# Just got a 92SF..love it..the guy who talked me into is telling me to cut the hammer



## stlbob (Mar 5, 2013)

Tha Hammer spring.MUCH better trigger pull.His 92 is unreal very quick and light pull in DA,i am much more accurate than his and he swears the only difference is the lighter trigger pull. Having shot a ton of handguns those that dont fail or malfunction are always at the top of my list.He and I put 600 rounds between the 2 guns.I got 6 extra 15 round mags with mine AND talked the wife into loading mags as we burned thru them.
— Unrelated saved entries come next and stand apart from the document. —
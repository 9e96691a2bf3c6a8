//! Sentence importance scoring.
//!
//! A sentence scores the sum of its tokens' frequencies, scaled down
//! linearly with position (1.0 for the first sentence towards 0.7 for the
//! last) and by 0.8 when it is very short or very long.

use crate::frequency::{tokenize, FrequencyTable};
use crate::segment::Sentence;
use std::collections::BTreeMap;

/// How much of the score the last sentence loses to position.
const POSITION_DECAY: f64 = 0.3;
/// Word counts inside this range get the full length factor.
const PREFERRED_WORDS: std::ops::RangeInclusive<usize> = 10..=25;
const OFF_LENGTH_FACTOR: f64 = 0.8;

/// Scores keyed by sentence index.
#[derive(Debug, Clone, Default)]
pub struct SentenceScores {
    scores: BTreeMap<usize, f64>,
}

impl SentenceScores {
    pub fn get(&self, index: usize) -> Option<f64> {
        self.scores.get(&index).copied()
    }

    pub fn is_empty(&self) -> bool {
        self.scores.is_empty()
    }

    /// `(index, score)` pairs, best first; equal scores keep ascending index.
    pub fn ranked(&self) -> Vec<(usize, f64)> {
        let mut ranked: Vec<(usize, f64)> = self.scores.iter().map(|(&i, &s)| (i, s)).collect();
        ranked.sort_by(|a, b| b.1.total_cmp(&a.1));
        ranked
    }

    /// Indices of the `n` best sentences, best first.
    pub fn top(&self, n: usize) -> Vec<usize> {
        self.ranked().into_iter().take(n).map(|(i, _)| i).collect()
    }
}

/// Factor applied for the sentence at `index` out of `total`.
pub fn position_factor(index: usize, total: usize) -> f64 {
    if total == 0 {
        return 1.0;
    }
    1.0 - (index as f64 / total as f64) * POSITION_DECAY
}

/// Factor applied for a sentence with `words` tokens.
pub fn length_factor(words: usize) -> f64 {
    if PREFERRED_WORDS.contains(&words) {
        1.0
    } else {
        OFF_LENGTH_FACTOR
    }
}

/// Score every sentence against `frequency`.
pub fn score(sentences: &[Sentence], frequency: &FrequencyTable) -> SentenceScores {
    let total = sentences.len();
    let scores = sentences
        .iter()
        .map(|sentence| {
            let words = tokenize(&sentence.text);
            let base: usize = words.iter().map(|w| frequency.get(w)).sum();
            let value = base as f64
                * position_factor(sentence.index, total)
                * length_factor(words.len());
            (sentence.index, value)
        })
        .collect();

    SentenceScores { scores }
}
Anyone else every do this...?


----------



## paratrooper (Feb 1, 2012)

I don't mess with the inner workings of a firearm. If I get one, and it's so bad that I can't shoot it well (not bragging, but I don't have any problems) I get rid of it. 

I own several Beretta's.........(3) 22's, (2).380's, (4) 9mm's and a .40. I haven't had to mess with any one of them.


----------



## Steve M1911A1 (Feb 6, 2008)

I'll ditto that.
Furthermore, never, never cut a spring to make an action easier. (It's called "The shade-tree gunsmith's trigger job.")

A real gunsmith will shape and polish sear and hammer surfaces. A bad gunsmith cuts the spring.

If you cut a spring, you not only reduce the trigger pull, but you also reduce the power of the hammer's strike.
That results in an uncertain blow to the cartridge's primer, and will eventually make the pistol go "click" when you most need it to go "BANG!"

Don't do it.


----------



## stlbob (Mar 5, 2013)

JUST as i suspected.Brownells has the 'D' spring for a whole 7 dollars i will just get that.
Thanks


----------



## Shipwreck (Jan 26, 2006)

Yes, I wouldn't cut a factory spring - however, cutting 4 coils off will make it into a "D" spring. But, I'd buy the factory "D" spring. I have it in all of my 92s. It will cut 3lbs+ off the DA pull, and almost a pound off the SA pull. Gun is 100% reliable as well. No issues for thousands of rounds.

IF you have an italian model it has a roll pin instead of the push-out lanyard loop pin that the USA models have. You will have to knock the hell out of it to get it out. Once out - install a USA pin after you switch the hammer spring, and it will be MUCH, MUCH easier to take that pin in and out in the future.

The pin is like $1.83. So, order one with your D spring if you have an Italian made model


----------